Our office may use an anoscope during a physical examination of the anus. By definition, an anoscopy is an examination using a small, rigid, tubular instrument called an anoscope (also called an anal speculum). This is inserted a few inches into the anus in order to evaluate problems of the anal canal. Anoscopy is used to diagnose hemorrhoids, anal fissures (tears in the lining of the anus), and some cancers. These are billed as a separate code from your office evaluation and management visit charge. There’s one charge for your office visit and one charge for your anoscopy. Insurance carriers consider an anoscopy as “surgical care” and process the anoscopy procedure under surgical benefits which often hold a deductible amount. This deductible amount due is in addition and separate from the co-pay amount due on your evaluation and management charge.
My policy doesn’t have a deductible, why am I receiving a bill?
Please review your insurance EOB for the claim in question. Make sure your statement and EOB patient balances match. If they don’t match please contact our office so we can review your account. If you don’t feel your policy carries a deductible or this is an incorrect insurance/copay amount, please contact your insurance company. If the insurance company made a mistake and are going to reprocess your claim for additional payment, contact our office so we can notate your account.

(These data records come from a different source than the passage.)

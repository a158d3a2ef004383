//! # GenPoster Renderer
//!
//! Turns a [`Scene`](genposter_core::Scene) into pixels.
//! Handles the unit-square to pixel mapping, JSON-serializable render frames
//! for a display surface, and a plotters bitmap rasterizer that composites
//! the blob layers in painter's order and draws the title and subtitle.

pub mod viewport;
pub mod render_data;
pub mod raster;
pub mod error;

pub use error::RenderError;
pub use raster::{rasterize, Canvas};
pub use render_data::{RenderFrame, RenderLayer, RenderText};
pub use viewport::{Viewport, DEFAULT_DPI};
use std::ops::RangeInclusive;

use serde::{Deserialize, Serialize};

use crate::blob::Blob;
use crate::color::Rgb;

/// Range each layer's opacity is drawn from.
pub const LAYER_ALPHA: RangeInclusive<f64> = 0.25..=0.6;

/// One translucent blob in the poster stack.
#[derive(Debug, Clone, PartialEq, Serialize, Deserialize)]
pub struct Layer {
    pub blob: Blob,
    pub color: Rgb,
    pub alpha: f64,
}

impl Layer {
    pub fn new(blob: Blob, color: Rgb, alpha: f64) -> Self {
        Self { blob, color, alpha }
    }

    /// Fill color as `[r, g, b, a]` for GPU-style consumers.
    pub fn rgba(&self) -> [f32; 4] {
        self.color.to_f32_array(self.alpha)
    }
}
use std::io;

use thiserror::Error;

use genposter_renderer::RenderError;

#[derive(Error, Debug)]
pub enum ExportError {
    #[error("I/O error: {0}")]
    Io(#[from] io::Error),

    #[error("Image encoding error: {0}")]
    Image(#[from] image::ImageError),

    #[error("Settings format error: {0}")]
    Json(#[from] serde_json::Error),

    #[error("Invalid color '{0}', expected #rrggbb")]
    InvalidColor(String),

    #[error("Render error: {0}")]
    Render(#[from] RenderError),
}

Is a referral required by my insurance company from my Primary Care Provider (PCP)?
Our providers are considered “specialists”. If you have an HMO insurance policy that requires a referral from your PCP, then YES you need to obtain a referral. You must contact your PCP to have them submit a referral request to your insurance company. The approved referral needs to be sent to our office PRIOR to your visit. The referral can be faxed to (703) 712-8304. If we don’t have a valid referral within 24 hours of your visit, your appointment will be cancelled. Once we have the required referral information, the appointment can then be rescheduled.

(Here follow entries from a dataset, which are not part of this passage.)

use plotters::coord::Shift;
use plotters::prelude::*;
use plotters::style::text_anchor::{HPos, Pos, VPos};

use genposter_core::{FontWeight, Layer, Rgb, Scene, TextAnnotation};

use crate::error::RenderError;
use crate::viewport::Viewport;

/// A packed RGB8 pixel buffer, row-major, the layout the PNG encoder takes.
#[derive(Debug, Clone, PartialEq)]
pub struct Canvas {
    width: u32,
    height: u32,
    pixels: Vec<u8>,
}

impl Canvas {
    pub fn new(width: u32, height: u32, background: Rgb) -> Self {
        let fill = background.to_u8_array();
        Self {
            width,
            height,
            pixels: fill.repeat(width as usize * height as usize),
        }
    }

    pub fn width(&self) -> u32 {
        self.width
    }

    pub fn height(&self) -> u32 {
        self.height
    }

    pub fn pixel(&self, x: u32, y: u32) -> Option<Rgb> {
        if x >= self.width || y >= self.height {
            return None;
        }
        let i = (y as usize * self.width as usize + x as usize) * 3;
        Some(Rgb::from_u8(self.pixels[i], self.pixels[i + 1], self.pixels[i + 2]))
    }

    pub fn as_rgb8(&self) -> &[u8] {
        &self.pixels
    }
}

fn rgb_color(color: &Rgb) -> RGBColor {
    let [r, g, b] = color.to_u8_array();
    RGBColor(r, g, b)
}

/// Paint the background, every layer in order, then the title and subtitle.
pub fn rasterize(scene: &Scene, viewport: &Viewport) -> Result<Canvas, RenderError> {
    let (width, height) = (viewport.canvas_width, viewport.canvas_height);
    if width == 0 || height == 0 {
        return Err(RenderError::InvalidCanvasSize {
            width: width as f64,
            height: height as f64,
        });
    }

    log::debug!(
        "Rasterizing {} layers onto {}x{} canvas",
        scene.layer_count(),
        width,
        height
    );

    let mut canvas = Canvas::new(width, height, scene.background);
    {
        let root = BitMapBackend::with_buffer(&mut canvas.pixels, (width, height)).into_drawing_area();
        root.fill(&rgb_color(&scene.background))
            .map_err(|e| RenderError::Drawing(format!("fill: {}", e)))?;

        for layer in &scene.layers {
            draw_layer(&root, layer, viewport)?;
        }
        for annotation in scene.annotations() {
            draw_annotation(&root, annotation, viewport)?;
        }

        root.present()
            .map_err(|e| RenderError::Drawing(format!("present: {}", e)))?;
    }
    Ok(canvas)
}

fn draw_layer(
    root: &DrawingArea<BitMapBackend<'_>, Shift>,
    layer: &Layer,
    viewport: &Viewport,
) -> Result<(), RenderError> {
    if layer.blob.vertex_count() < 3 {
        return Ok(());
    }
    let points: Vec<(i32, i32)> = layer
        .blob
        .vertices
        .iter()
        .map(|p| {
            let s = viewport.to_screen(p);
            (s.x.round() as i32, s.y.round() as i32)
        })
        .collect();
    let style = rgb_color(&layer.color).mix(layer.alpha).filled();
    root.draw(&Polygon::new(points, style))
        .map_err(|e| RenderError::Drawing(format!("polygon: {}", e)))
}

fn draw_annotation(
    root: &DrawingArea<BitMapBackend<'_>, Shift>,
    annotation: &TextAnnotation,
    viewport: &Viewport,
) -> Result<(), RenderError> {
    let font_style = match annotation.weight {
        FontWeight::Bold => FontStyle::Bold,
        FontWeight::Normal => FontStyle::Normal,
    };
    let color = rgb_color(&annotation.color);
    // Anchor is the bottom-left corner of the text.
    let style = (FontFamily::SansSerif, viewport.font_pixels(annotation.font_size))
        .into_font()
        .style(font_style)
        .color(&color)
        .pos(Pos::new(HPos::Left, VPos::Bottom));
    let anchor = viewport.annotation_to_screen(annotation.x, annotation.y);
    root.draw_text(
        &annotation.text,
        &style,
        (anchor.x.round() as i32, anchor.y.round() as i32),
    )
    .map_err(|e| RenderError::Drawing(format!("text: {}", e)))
}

I don’t have the required referral but want to be seen anyways, can I been seen without the referral?
If you come into your appointment without the required referral and still want to be seen, you will be asked to sign a “no referral” waiver and you will be required to pay out-of-pocket for your appointment on the day of your appointment.

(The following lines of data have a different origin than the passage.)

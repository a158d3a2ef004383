use ::palette::FromColor;
use serde::{Deserialize, Serialize};

type SrgbF64 = ::palette::Srgb<f64>;
type HsvF64 = ::palette::Hsv<::palette::encoding::Srgb, f64>;

/// An RGB color with each channel normalized to `[0, 1]`.
#[derive(Debug, Clone, Copy, PartialEq, Serialize, Deserialize)]
pub struct Rgb {
    pub r: f64,
    pub g: f64,
    pub b: f64,
}

impl Rgb {
    pub const BLACK: Rgb = Rgb::new(0.0, 0.0, 0.0);
    pub const WHITE: Rgb = Rgb::new(1.0, 1.0, 1.0);

    pub const fn new(r: f64, g: f64, b: f64) -> Self {
        Self { r, g, b }
    }

    pub const fn grey(v: f64) -> Self {
        Self { r: v, g: v, b: v }
    }

    /// Build from 8-bit channels (`0..=255`).
    pub fn from_u8(r: u8, g: u8, b: u8) -> Self {
        Self {
            r: r as f64 / 255.0,
            g: g as f64 / 255.0,
            b: b as f64 / 255.0,
        }
    }

    /// Quantize to 8-bit channels, clamping out-of-range values.
    pub fn to_u8_array(&self) -> [u8; 3] {
        [to_u8(self.r), to_u8(self.g), to_u8(self.b)]
    }

    pub fn to_f32_array(&self, alpha: f64) -> [f32; 4] {
        [self.r as f32, self.g as f32, self.b as f32, alpha as f32]
    }

    pub fn to_hsv(&self) -> Hsv {
        let hsv = HsvF64::from_color(SrgbF64::new(self.r, self.g, self.b));
        Hsv {
            h: hsv.hue.into_positive_degrees() / 360.0,
            s: hsv.saturation,
            v: hsv.value,
        }
    }
}

fn to_u8(channel: f64) -> u8 {
    (channel.clamp(0.0, 1.0) * 255.0).round() as u8
}

/// A hue/saturation/value triple, each component in `[0, 1]`.
///
/// Hue is a fraction of a full turn, so `0.0` and `1.0` are both red.
#[derive(Debug, Clone, Copy, PartialEq, Serialize, Deserialize)]
pub struct Hsv {
    pub h: f64,
    pub s: f64,
    pub v: f64,
}

impl Hsv {
    pub const fn new(h: f64, s: f64, v: f64) -> Self {
        Self { h, s, v }
    }

    pub fn to_rgb(&self) -> Rgb {
        let rgb = SrgbF64::from_color(HsvF64::new(self.h * 360.0, self.s, self.v));
        Rgb::new(rgb.red, rgb.green, rgb.blue)
    }
}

Please note we don’t recommend being seen without the valid insurance referral. If you’re seen in our office without a valid referral and need a surgery, not having the insurance referral for your office visit makes it difficult to obtain a referral or authorization for your surgery. Your surgery could get delayed or in some cases not approved.
When do I get estimated fees for an upcoming surgery?
Once your surgery is scheduled, you will receive an estimated patient balance due 2 weeks prior to your surgery. Doing the benefits within 2 weeks of your procedure ensures we obtain to most up-to-date benefit information on your policy. Please note this is an estimate of payment, not a guarantee.
The estimate I receive for my surgery doesn’t match what I’m now being billed, why?
There can be multiple reasons why your estimate is different.
- The procedure performed was different than the one estimated.
- An additional procedure(s) was performed.
- Your deductible amounts changed.
Review your insurance explanation of benefits and contact our office if you have questions.
Why are there 2 claims on file by your practice for the same code?
If your procedure was done in our ASC, we submit a claim for the provider (the professional fee) and a claim for the facility (the facility fee). The claims are different but are for the same procedure.
How do I request a refund?
Contact our Billing Department (703) 280-2841 Option 6: Once we verify a refund is due, if you paid with a credit card we can refund your credit card. Standard credit card refunds range between 2-7 days depending on the bank. We can also issue a refund check, but these take between 2-3 weeks for the refund check to be processed and mailed.
Do you accept the hospital charity?
No, we are not affiliated with the hospital. If the hospital approved you for charity, it does not mean you are automatically approved by our office for charity.